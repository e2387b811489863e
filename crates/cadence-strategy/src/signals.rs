// SPDX-FileCopyrightText: 2026 Cadence Contributors
// SPDX-License-Identifier: MIT OR Apache-2.0

//! Signals derived from inbound replies.

use std::sync::LazyLock;

use regex::Regex;

/// Phrases that indicate buying intent.
static PURCHASE_PATTERNS: LazyLock<Vec<Regex>> = LazyLock::new(|| {
    vec![
        // Pricing questions: "how much", "what's the price", "pricing"
        Regex::new(r"(?i)\b(how\s+much|pric(e|es|ing)|cost(s)?|quote|rates?)\b").unwrap(),
        // Direct intent: "I want to buy", "ready to order", "sign me up"
        Regex::new(r"(?i)\b(buy|purchase|order|subscribe|sign\s+(me\s+)?up)\b").unwrap(),
        // Sales process: demos, trials, contracts, invoices
        Regex::new(r"(?i)\b(demo|trial|contract|invoice|proposal|discount)\b").unwrap(),
    ]
});

/// Smoothing factor of the sentiment trend's moving average.
const TREND_ALPHA: f64 = 0.3;

/// Trend below this counts as a negative relationship.
pub const NEGATIVE_TREND_THRESHOLD: f64 = -0.3;

/// Whether `message` contains a purchase signal.
pub fn detect_purchase_signal(message: &str) -> bool {
    PURCHASE_PATTERNS.iter().any(|p| p.is_match(message))
}

/// Fold a new signed sentiment score into the exponential moving average.
pub fn update_sentiment_trend(previous: f64, score: f64) -> f64 {
    let score = score.clamp(-1.0, 1.0);
    (TREND_ALPHA * score + (1.0 - TREND_ALPHA) * previous).clamp(-1.0, 1.0)
}
// SPDX-FileCopyrightText: 2026 Cadence Contributors
// SPDX-License-Identifier: MIT OR Apache-2.0

//! `cadence status` command implementation.
//!
//! Reads the persisted engine state directly from storage: the task queue
//! by default, or one lead's fatigue, conversation, and schedule.

use std::io::IsTerminal;

use cadence_config::model::CadenceConfig;
use cadence_core::{
    CadenceError, ConversationState, FatigueState, FollowUpEntry, LeadId, NurtureStore, TaskStatus,
};
use cadence_orchestrator::snapshot::ALL_STATUSES;
use cadence_orchestrator::QueueSnapshot;
use chrono::{DateTime, Utc};
use serde::Serialize;

/// Structured per-lead output for `--json` mode.
#[derive(Debug, Serialize)]
pub struct LeadStatus {
    pub lead_id: LeadId,
    pub fatigue: FatigueState,
    pub conversation: ConversationState,
    pub open_entries: Vec<FollowUpEntry>,
}

/// Run the `cadence status` command.
///
/// If `--json` is passed, outputs structured JSON for scripting.
/// If `--plain` is passed or stdout is not a TTY, disables colors.
pub async fn run_status(
    config: &CadenceConfig,
    lead: Option<&str>,
    json: bool,
    plain: bool,
) -> Result<(), CadenceError> {
    let store = cadence_storage::open_store(&config.storage).await?;
    let use_color = !plain && std::io::stdout().is_terminal();

    let rendered = match lead {
        Some(lead) => {
            let status = lead_status(store.as_ref(), LeadId::from(lead)).await?;
            if json {
                to_json(&status)?
            } else {
                render_lead(&status, use_color)
            }
        }
        None => {
            let tasks = store.list_tasks(&ALL_STATUSES).await?;
            let snapshot = QueueSnapshot::from_tasks(config.orchestrator.mode, tasks);
            if json {
                to_json(&snapshot)?
            } else {
                render_queue(&snapshot, use_color)
            }
        }
    };

    println!("{rendered}");
    store.close().await
}

async fn lead_status(store: &dyn NurtureStore, lead_id: LeadId) -> Result<LeadStatus, CadenceError> {
    let fatigue = store
        .get_fatigue(&lead_id)
        .await?
        .unwrap_or_else(|| FatigueState::new(lead_id.clone()));
    let conversation = store
        .get_conversation(&lead_id)
        .await?
        .unwrap_or_else(|| ConversationState::new(lead_id.clone()));
    let open_entries = store.open_entries_for_lead(&lead_id).await?;
    Ok(LeadStatus {
        lead_id,
        fatigue,
        conversation,
        open_entries,
    })
}

fn to_json<T: Serialize>(value: &T) -> Result<String, CadenceError> {
    serde_json::to_string_pretty(value)
        .map_err(|e| CadenceError::Internal(format!("failed to render status: {e}")))
}

fn fmt_time(at: Option<DateTime<Utc>>) -> String {
    at.map(|t| t.format("%Y-%m-%d %H:%M UTC").to_string())
        .unwrap_or_else(|| "-".to_string())
}

fn render_queue(snapshot: &QueueSnapshot, use_color: bool) -> String {
    use colored::Colorize;

    let mut out = String::new();
    out.push_str("\n  cadence status\n");
    out.push_str(&format!("  {}\n", "-".repeat(35)));
    out.push_str(&format!("    Mode:     {}\n", snapshot.mode));

    for status in ALL_STATUSES {
        let count = snapshot.count(status);
        let label = format!("{status}:");
        let value = if use_color && count > 0 {
            match status {
                TaskStatus::AwaitingConfirmation => count.to_string().yellow().to_string(),
                TaskStatus::Failed => count.to_string().red().to_string(),
                TaskStatus::Completed => count.to_string().green().to_string(),
                _ => count.to_string(),
            }
        } else {
            count.to_string()
        };
        out.push_str(&format!("    {label:<24}{value}\n"));
    }

    if !snapshot.open_tasks.is_empty() {
        out.push_str("\n  Open tasks\n");
        for task in &snapshot.open_tasks {
            out.push_str(&format!(
                "    {}  {}  {} {}{}  [{}]\n",
                task.id,
                task.lead_id,
                task.conversation_type,
                task.topic_hint,
                if task.urgent { " (urgent)" } else { "" },
                task.status,
            ));
        }
    }
    out
}

fn render_lead(status: &LeadStatus, use_color: bool) -> String {
    use colored::Colorize;

    let fatigue = &status.fatigue;
    let conversation = &status.conversation;

    let mut out = String::new();
    out.push_str(&format!("\n  cadence status: {}\n", status.lead_id));
    out.push_str(&format!("  {}\n", "-".repeat(35)));

    match &conversation.halted_reason {
        Some(reason) if use_color => {
            out.push_str(&format!("    State:    {} {}\n", "✗".red(), reason.red()));
        }
        Some(reason) => out.push_str(&format!("    State:    [HALTED] {reason}\n")),
        None if use_color => out.push_str(&format!("    State:    {}\n", "active".green())),
        None => out.push_str("    State:    [OK] active\n"),
    }

    out.push_str(&format!(
        "    Contacts: {} in window, last {}\n",
        fatigue.contact_log.len(),
        fmt_time(fatigue.last_contact_at)
    ));
    if let Some(until) = fatigue.cooldown_until {
        out.push_str(&format!(
            "    Cooldown: until {} ({})\n",
            fmt_time(Some(until)),
            fatigue.cooldown_reason.as_deref().unwrap_or("-")
        ));
    }
    out.push_str(&format!(
        "    Strategy: {} (no-reply streak {}, sentiment {:+.2})\n",
        conversation
            .current_strategy
            .map(|t| t.to_string())
            .unwrap_or_else(|| "-".to_string()),
        conversation.consecutive_no_reply_count,
        conversation.sentiment_trend
    ));
    if conversation.unhandled_purchase_signal {
        let flag = "purchase signal pending";
        if use_color {
            out.push_str(&format!("    Signal:   {}\n", flag.yellow()));
        } else {
            out.push_str(&format!("    Signal:   {flag}\n"));
        }
    }

    if status.open_entries.is_empty() {
        out.push_str("    Next:     nothing scheduled\n");
    } else {
        for entry in &status.open_entries {
            out.push_str(&format!(
                "    Next:     {} {} [{}] attempts {}\n",
                fmt_time(Some(entry.scheduled_at)),
                entry.conversation_type,
                entry.status,
                entry.attempts
            ));
        }
    }
    out
}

^^^^^^^^^^^^^^^^

• **What this task involves**:
Could you return all lines from the data above that contain the string "value"?

• **Solution to this task**:
fn to_json<T: Serialize>(value: &T) -> Result<String, CadenceError> {
    serde_json::to_string_pretty(value)
        let value = if use_color && count > 0 {
        out.push_str(&format!("    {label:<24}{value}\n"));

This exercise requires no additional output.